Radiators used to be a practical afterthought for homeowners. Now – they are a stylish modern addition to any room and can be found in all shapes, colours and materials.
A well-chosen radiator can make all the difference to your room, and your heating bills.
Here are a few things to consider when buying a new radiator.
Every radiator has a specific heat output, and every space has individual energy requirements.
Use a Gas Safe Register plumber, heating engineer or an online energy requirement calculator to determine how much heat your room needs.
Various factors can impact your room’s required output – for example, the room’s dimensions, window openings and the number of external walls present.
When it comes to choosing the material of your radiators, it depends on what your priorities are.
For a traditional and reliable option, go for a column steel radiator.
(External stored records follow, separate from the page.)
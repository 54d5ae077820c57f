use std::{
    path::Path,
    time::{Duration, Instant},
};

use ladder_manager::prelude::*;
use ladder_manager::process_supervisor::{
    file_checksum, BotProcess, LaunchError, ProcessHandle, Supervisor,
};
use ladder_manager::runtime_adapter::{LadderArgs, RuntimeAdapterRegistry, RuntimePaths};

mod common;
use common::{crashing_bot, init_test_logger, script, sleeping_bot, supervisor};

fn ladder_args() -> LadderArgs {
    LadderArgs {
        game_port: 5677,
        start_port: 5690,
        server: "127.0.0.1".into(),
        opponent_id: None,
    }
}

fn start(bot: &BotConfig, checksum: Option<&str>) -> Result<ProcessHandle, LaunchError> {
    let registry = RuntimeAdapterRegistry::with_defaults(&RuntimePaths {
        python: "sh".into(),
        ..RuntimePaths::default()
    });
    let command = registry.resolve(bot.kind)?.command_for(bot, &ladder_args());
    supervisor().start(bot, command.as_ref(), checksum)
}

fn wait_until(timeout: Duration, mut condition: impl FnMut() -> bool) -> bool {
    let deadline = Instant::now() + timeout;
    while Instant::now() < deadline {
        if condition() {
            return true;
        }
        std::thread::sleep(Duration::from_millis(10));
    }
    condition()
}

#[test]
fn start_and_kill() {
    init_test_logger();
    let dir = tempfile::tempdir().unwrap();
    let bot = sleeping_bot(dir.path(), "sleeper");

    let mut process = start(&bot, None).unwrap();
    assert!(process.pid().is_some());
    assert!(process.is_alive());

    process.kill().unwrap();
    assert!(!process.is_alive());
    // idempotent
    process.kill().unwrap();
}

#[test]
fn exit_is_noticed() {
    init_test_logger();
    let dir = tempfile::tempdir().unwrap();
    let bot = crashing_bot(dir.path(), "crasher");

    let mut process = start(&bot, None).unwrap();
    assert!(wait_until(Duration::from_secs(5), || !process.is_alive()));
    assert_eq!(process.exit_status().and_then(|s| s.code()), Some(3));
    // killing an exited process is fine
    process.kill().unwrap();
}

#[test]
fn scripted_bot_goes_through_its_host() {
    init_test_logger();
    let dir = tempfile::tempdir().unwrap();
    script(dir.path(), "bot.py", "exec sleep 30");
    let bot = BotConfig::new(RuntimeKind::Python, "pybot", Race::Protoss, dir.path(), "bot.py");

    let mut process = start(&bot, None).unwrap();
    assert!(process.is_alive());
    process.kill().unwrap();
}

#[test]
fn bad_paths_are_launch_errors() {
    init_test_logger();
    let dir = tempfile::tempdir().unwrap();

    let missing = BotConfig::new(RuntimeKind::BinaryCpp, "ghost", Race::Terran, dir.path(), "nope");
    assert!(matches!(
        start(&missing, None),
        Err(LaunchError::ExecutableNotFound(_))
    ));

    let no_dir = BotConfig::new(
        RuntimeKind::BinaryCpp,
        "lost",
        Race::Terran,
        dir.path().join("not_a_dir"),
        "bot",
    );
    assert!(matches!(
        start(&no_dir, None),
        Err(LaunchError::InvalidWorkingDirectory(_))
    ));
}

#[test]
fn checksums_are_verified_before_start() {
    init_test_logger();
    let dir = tempfile::tempdir().unwrap();
    let bot = sleeping_bot(dir.path(), "sleeper");
    let actual = file_checksum(&bot.entry_path()).unwrap();

    match start(&bot, Some("0000")) {
        Err(LaunchError::ChecksumMismatch { expected, .. }) => assert_eq!(expected, "0000"),
        other => panic!("expected a checksum mismatch, got {:?}", other.map(|_| ())),
    }

    let mut process = start(&bot, Some(&actual.to_uppercase())).unwrap();
    assert!(process.is_alive());
    process.kill().unwrap();
}

#[test]
fn in_process_bots_have_a_sentinel() {
    let computer = BotConfig::computer("ai", Race::Zerg, Difficulty::Hard);
    let mut handle = start(&computer, None).unwrap();
    assert_eq!(handle.pid(), None);
    assert!(handle.is_alive());
    handle.kill().unwrap();
    assert!(!handle.is_alive());

    assert!(matches!(
        start(&computer, Some("abc")),
        Err(LaunchError::ChecksumWithoutArtifact(_))
    ));
}

#[cfg(target_os = "linux")]
#[test]
fn dropping_a_handle_kills_the_process() {
    init_test_logger();
    let dir = tempfile::tempdir().unwrap();
    let bot = sleeping_bot(dir.path(), "sleeper");

    let process = start(&bot, None).unwrap();
    let pid = process.pid().unwrap();
    let proc_entry = format!("/proc/{pid}");
    assert!(Path::new(&proc_entry).exists());

    drop(process);
    assert!(wait_until(Duration::from_secs(5), || !Path::new(&proc_entry).exists()));
}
Steel is robust, efficient and flexible. You can have it brushed or polished for a stainless-steel effect.
Steel is also impervious to water and can be used in pretty much any domestic heating system.
If sustainability is your priority, then aluminium is the material for you. Aluminium heats up quickly, has a sleek aesthetic and is the greenest to manufacture.
Aluminium radiators can be recycled at the end of their life too.
Aluminium is also incredibly lightweight and is the perfect material for radiators mounted on the wall. Bear in mind that it loses heat rapidly when switched off though.
For something a little more interesting, try a glass or stone radiator. Unusual materials can add a decorative feel to your radiator.
However, glossy surfaces do not emit as much heat as matte finishes.
Make sure to budget for your radiator valves. Valves can impact the look, functionality and heat output of your radiator.
Manual valves are adjusted by hand and provide a constant flow of water. However, thermostatic radiator valves are a modern alternative and very popular in smart homes.
Location in the room
If you are renovating your home, try to plan where the radiators will go in the design process.
Traditionally, radiators go under the windows or on external walls because the cold air pushes heat around the room. However, this can hinder the energy efficiency in the long run.
Opt for tall slimline radiators for a modern look and tuck them next to the doorway instead.
Watch out for stud-walls when choosing the location as well. Radiators need to be hung on the studs behind the plasterboard to avoid any issues.